SOURCE INFORMATION:
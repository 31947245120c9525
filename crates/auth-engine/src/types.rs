//! Session, user and auth event types.

use chrono::{DateTime, Utc};
use serde::{Deserialize, Serialize};
use std::time::Duration;

/// Default margin before `expires_at` at which a session counts as expired.
pub const EXPIRY_MARGIN: Duration = Duration::from_secs(30);

/// Authenticated user as returned by the auth API.
#[derive(Debug, Clone, PartialEq, Serialize, Deserialize)]
pub struct User {
    pub id: String,
    #[serde(default)]
    pub aud: String,
    #[serde(default, skip_serializing_if = "Option::is_none")]
    pub role: Option<String>,
    #[serde(default, skip_serializing_if = "Option::is_none")]
    pub email: Option<String>,
    #[serde(default, skip_serializing_if = "Option::is_none")]
    pub phone: Option<String>,
    #[serde(default, skip_serializing_if = "Option::is_none")]
    pub email_confirmed_at: Option<DateTime<Utc>>,
    #[serde(default, skip_serializing_if = "Option::is_none")]
    pub phone_confirmed_at: Option<DateTime<Utc>>,
    #[serde(default, skip_serializing_if = "Option::is_none")]
    pub confirmed_at: Option<DateTime<Utc>>,
    #[serde(default, skip_serializing_if = "Option::is_none")]
    pub last_sign_in_at: Option<DateTime<Utc>>,
    #[serde(default)]
    pub app_metadata: serde_json::Value,
    #[serde(default)]
    pub user_metadata: serde_json::Value,
    #[serde(default, skip_serializing_if = "Option::is_none")]
    pub created_at: Option<DateTime<Utc>>,
    #[serde(default, skip_serializing_if = "Option::is_none")]
    pub updated_at: Option<DateTime<Utc>>,
    #[serde(default)]
    pub is_anonymous: bool,
}

/// The current access/refresh token pair plus user and expiry metadata.
#[derive(Debug, Clone, PartialEq, Serialize, Deserialize)]
#[serde(from = "SessionWire")]
pub struct Session {
    pub access_token: String,
    pub token_type: String,
    /// Lifetime of the access token in seconds, as issued.
    pub expires_in: i64,
    /// Absolute expiry as a unix timestamp (seconds).
    pub expires_at: i64,
    pub refresh_token: String,
    #[serde(default, skip_serializing_if = "Option::is_none")]
    pub provider_token: Option<String>,
    #[serde(default, skip_serializing_if = "Option::is_none")]
    pub provider_refresh_token: Option<String>,
    pub user: User,
}

/// Token responses may omit `expires_at`; it is then derived from `expires_in`.
#[derive(Deserialize)]
struct SessionWire {
    access_token: String,
    #[serde(default = "default_token_type")]
    token_type: String,
    expires_in: i64,
    #[serde(default)]
    expires_at: Option<i64>,
    refresh_token: String,
    #[serde(default)]
    provider_token: Option<String>,
    #[serde(default)]
    provider_refresh_token: Option<String>,
    user: User,
}

fn default_token_type() -> String {
    "bearer".to_string()
}

impl From<SessionWire> for Session {
    fn from(wire: SessionWire) -> Self {
        let expires_at = wire
            .expires_at
            .unwrap_or_else(|| Utc::now().timestamp().saturating_add(wire.expires_in));
        Self {
            access_token: wire.access_token,
            token_type: wire.token_type,
            expires_in: wire.expires_in,
            expires_at,
            refresh_token: wire.refresh_token,
            provider_token: wire.provider_token,
            provider_refresh_token: wire.provider_refresh_token,
            user: wire.user,
        }
    }
}

impl Session {
    /// `now + margin >= expires_at`, using the default 30s margin.
    pub fn is_expired(&self) -> bool {
        self.is_expired_with(EXPIRY_MARGIN)
    }

    pub fn is_expired_with(&self, margin: Duration) -> bool {
        self.is_expired_at(Utc::now().timestamp(), margin)
    }

    /// Expiry check against an explicit clock reading (unix seconds).
    pub fn is_expired_at(&self, now: i64, margin: Duration) -> bool {
        let margin = i64::try_from(margin.as_secs()).unwrap_or(i64::MAX);
        now.saturating_add(margin) >= self.expires_at
    }

    /// Seconds left before `expires_at` (negative once past).
    pub fn seconds_until_expiry(&self) -> i64 {
        self.expires_at - Utc::now().timestamp()
    }
}

/// Auth state transitions delivered to listeners.
#[derive(Debug, Clone, Copy, PartialEq, Eq, Hash, Serialize, Deserialize)]
#[serde(rename_all = "SCREAMING_SNAKE_CASE")]
pub enum AuthChangeEvent {
    InitialSession,
    SignedIn,
    SignedOut,
    TokenRefreshed,
    UserUpdated,
    UserDeleted,
    PasswordRecovery,
    MfaChallengeVerified,
}

/// An event together with the session it applies to.
#[derive(Debug, Clone, PartialEq)]
pub struct AuthStateChange {
    pub event: AuthChangeEvent,
    pub session: Option<Session>,
}

/// Result of operations that may or may not establish a session
/// (sign-up with email confirmation pending, OTP verification).
#[derive(Debug, Clone, PartialEq)]
pub struct AuthResponse {
    pub user: User,
    pub session: Option<Session>,
}
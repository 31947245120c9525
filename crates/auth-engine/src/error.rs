//! Authentication error types.

use serde::Deserialize;
use std::fmt;
use thiserror::Error;

/// GoTrue error codes that indicate the server may succeed on a later attempt.
const RETRYABLE_ERROR_CODES: &[&str] = &[
    "request_timeout",
    "unexpected_failure",
    "hook_timeout",
    "hook_timeout_after_retry",
];

/// Structured error returned by the auth API for a non-2xx response.
#[derive(Debug, Clone, PartialEq, Eq)]
pub struct ApiError {
    /// HTTP status of the response.
    pub status: u16,
    /// Machine-readable error code (`error_code`, or the OAuth `error` field).
    pub code: Option<String>,
    /// Human-readable message.
    pub message: String,
}

/// Both body shapes the auth server produces: the current
/// `{code, error_code, msg}` and the OAuth-style `{error, error_description}`.
#[derive(Debug, Deserialize)]
struct ApiErrorBody {
    #[serde(default)]
    error_code: Option<String>,
    #[serde(default)]
    msg: Option<String>,
    #[serde(default)]
    message: Option<String>,
    #[serde(default)]
    error: Option<String>,
    #[serde(default)]
    error_description: Option<String>,
}

impl ApiError {
    pub fn new(status: u16, code: Option<String>, message: impl Into<String>) -> Self {
        Self {
            status,
            code,
            message: message.into(),
        }
    }

    /// Decode an error body. Returns `None` if the body is not a recognizable
    /// auth error payload.
    pub fn from_body(status: u16, body: &[u8]) -> Option<Self> {
        let parsed: ApiErrorBody = serde_json::from_slice(body).ok()?;
        let code = parsed.error_code.or_else(|| parsed.error.clone());
        let message = parsed
            .msg
            .or(parsed.message)
            .or(parsed.error_description)
            .or(parsed.error)?;

        Some(Self {
            status,
            code,
            message,
        })
    }

    /// True for server-side failures worth retrying with the same input.
    pub fn is_retryable(&self) -> bool {
        if self.status >= 500 || self.status == 408 || self.status == 429 {
            return true;
        }
        self.code
            .as_deref()
            .is_some_and(|code| RETRYABLE_ERROR_CODES.contains(&code))
    }

    /// Logout responses meaning the session is already gone server-side.
    pub fn is_already_signed_out(&self) -> bool {
        is_already_signed_out_status(self.status)
    }
}

impl fmt::Display for ApiError {
    fn fmt(&self, f: &mut fmt::Formatter<'_>) -> fmt::Result {
        match &self.code {
            Some(code) => write!(f, "{} (HTTP {}, {})", self.message, self.status, code),
            None => write!(f, "{} (HTTP {})", self.message, self.status),
        }
    }
}

impl std::error::Error for ApiError {}

pub(crate) fn is_already_signed_out_status(status: u16) -> bool {
    matches!(status, 401 | 403 | 404)
}

/// Terminal outcome of a token refresh, shared by every waiter of the
/// in-flight refresh task.
#[derive(Error, Debug, Clone, PartialEq, Eq)]
pub enum RefreshError {
    /// Network or server hiccup; the stored session is kept.
    #[error("Token refresh failed (retryable): {0}")]
    Transient(String),

    /// The auth server rejected the refresh token.
    #[error("Token refresh rejected: {0}")]
    Rejected(ApiError),

    /// Non-retryable failure that did not come with an API error body.
    #[error("Token refresh failed: {0}")]
    Permanent(String),

    /// Retries stopped because the next backoff would overrun the retry budget.
    #[error("Token refresh gave up after {attempts} attempts: {last}")]
    RetryBudgetExhausted { attempts: u32, last: String },

    /// A sign-in or sign-out replaced the session while the refresh ran.
    #[error("Session changed while the refresh was in flight")]
    Superseded,
}

impl RefreshError {
    /// Classify a failed refresh attempt.
    pub fn classify(error: AuthError) -> Self {
        if error.is_transient() {
            return RefreshError::Transient(error.to_string());
        }
        match error {
            AuthError::Api(api) => RefreshError::Rejected(api),
            AuthError::Refresh(inner) => inner,
            other => RefreshError::Permanent(other.to_string()),
        }
    }

    /// Permanent failures invalidate the stored session.
    pub fn is_permanent(&self) -> bool {
        matches!(self, RefreshError::Rejected(_) | RefreshError::Permanent(_))
    }

    pub fn is_transient(&self) -> bool {
        !self.is_permanent()
    }
}

/// Authentication error type.
#[derive(Error, Debug)]
pub enum AuthError {
    /// No session is stored for this client
    #[error("Auth session missing")]
    SessionMissing,

    /// Structured error returned by the auth API
    #[error("Auth API error: {0}")]
    Api(ApiError),

    /// Non-2xx response without a recognizable error body
    #[error("Unexpected HTTP status {status}: {body}")]
    UnexpectedStatus { status: u16, body: String },

    /// Token refresh failure
    #[error(transparent)]
    Refresh(#[from] RefreshError),

    /// PKCE exchange attempted without a stored code verifier
    #[error("PKCE code verifier not found in storage")]
    MissingCodeVerifier,

    /// Malformed access token
    #[error("Invalid token: {0}")]
    InvalidToken(String),

    /// Callback URL without a usable session or code
    #[error("Invalid callback URL: {0}")]
    InvalidCallbackUrl(String),

    /// Storage error
    #[error("Storage error: {0}")]
    Storage(#[from] auth_storage::StorageError),

    /// HTTP request error
    #[error("HTTP error: {0}")]
    Http(#[from] reqwest::Error),

    /// Network unavailable (transient error, can retry)
    #[error("Network unavailable: {0}")]
    Network(String),

    /// Timeout error
    #[error("Operation timed out")]
    Timeout,

    /// JSON error
    #[error("JSON error: {0}")]
    Json(#[from] serde_json::Error),

    /// URL parse error
    #[error("Invalid URL: {0}")]
    InvalidUrl(#[from] url::ParseError),

    /// Configuration error
    #[error("Configuration error: {0}")]
    Config(String),
}

impl AuthError {
    /// Returns true if this error is transient and the operation can be retried.
    ///
    /// Transient errors include:
    /// - Network unavailable and timeouts
    /// - HTTP 5xx, 408 and 429 responses
    /// - Auth API error codes marked as retryable
    pub fn is_transient(&self) -> bool {
        match self {
            AuthError::Network(_) => true,
            AuthError::Timeout => true,
            AuthError::Http(e) => {
                if e.is_connect() || e.is_timeout() || e.is_request() {
                    return true;
                }
                if let Some(status) = e.status() {
                    return status.is_server_error();
                }
                false
            }
            AuthError::Api(api) => api.is_retryable(),
            AuthError::UnexpectedStatus { status, .. } => {
                *status >= 500 || *status == 408 || *status == 429
            }
            AuthError::Refresh(refresh) => refresh.is_transient(),
            _ => false,
        }
    }

    /// True when the caller has no session to work with.
    pub fn is_session_missing(&self) -> bool {
        matches!(self, AuthError::SessionMissing)
    }

    /// HTTP status carried by the error, if any.
    pub fn status(&self) -> Option<u16> {
        match self {
            AuthError::Api(api) => Some(api.status),
            AuthError::UnexpectedStatus { status, .. } => Some(*status),
            AuthError::Http(e) => e.status().map(|s| s.as_u16()),
            _ => None,
        }
    }
}

/// Result type alias using AuthError.
pub type AuthResult<T> = Result<T, AuthError>;
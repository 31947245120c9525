//! Refresh-token exchange with bounded exponential backoff.

use crate::api::AuthApi;
use crate::config::RefreshConfig;
use crate::error::RefreshError;
use crate::types::Session;
use tokio::time::Instant;
use tracing::{debug, warn};

/// Exchanges refresh tokens for sessions, retrying transient failures.
///
/// Retry delay for attempt `i` is `retry_base_delay * 2^i`, inserted before
/// each retry. Retrying stops as soon as the time already spent plus the
/// next delay would exceed `retry_budget`.
#[derive(Clone)]
pub struct TokenRefresher {
    api: AuthApi,
    config: RefreshConfig,
}

impl TokenRefresher {
    pub fn new(api: AuthApi, config: RefreshConfig) -> Self {
        Self { api, config }
    }

    pub fn config(&self) -> &RefreshConfig {
        &self.config
    }

    pub async fn refresh(&self, refresh_token: &str) -> Result<Session, RefreshError> {
        let started_at = Instant::now();
        let mut attempt: u32 = 0;

        loop {
            match self.api.refresh_access_token(refresh_token).await {
                Ok(session) => {
                    debug!(
                        attempts = attempt + 1,
                        user_id = %session.user.id,
                        "Token refresh succeeded"
                    );
                    return Ok(session);
                }
                Err(e) if e.is_transient() => {
                    let delay = self.config.delay_for_attempt(attempt);
                    let projected = started_at.elapsed().saturating_add(delay);
                    if projected > self.config.retry_budget {
                        warn!(
                            attempts = attempt + 1,
                            error = %e,
                            "Token refresh retry budget exhausted"
                        );
                        return Err(RefreshError::RetryBudgetExhausted {
                            attempts: attempt + 1,
                            last: e.to_string(),
                        });
                    }

                    debug!(
                        attempt = attempt + 1,
                        delay_ms = delay.as_millis() as u64,
                        error = %e,
                        "Refresh failed with transient error, retrying"
                    );
                    tokio::time::sleep(delay).await;
                    attempt += 1;
                }
                Err(e) => {
                    warn!(error = %e, "Refresh failed with non-transient error");
                    return Err(RefreshError::classify(e));
                }
            }
        }
    }
}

EXERCISE: Look through the data above and return exactly the lines from the one that contains "for this client" to the one that contains "session or code", inclusive, with nothing else.

EXERCISE OUTPUT:
    /// No session is stored for this client
    #[error("Auth session missing")]
    SessionMissing,

    /// Structured error returned by the auth API
    #[error("Auth API error: {0}")]
    Api(ApiError),

    /// Non-2xx response without a recognizable error body
    #[error("Unexpected HTTP status {status}: {body}")]
    UnexpectedStatus { status: u16, body: String },

    /// Token refresh failure
    #[error(transparent)]
    Refresh(#[from] RefreshError),

    /// PKCE exchange attempted without a stored code verifier
    #[error("PKCE code verifier not found in storage")]
    MissingCodeVerifier,

    /// Malformed access token
    #[error("Invalid token: {0}")]
    InvalidToken(String),

    /// Callback URL without a usable session or code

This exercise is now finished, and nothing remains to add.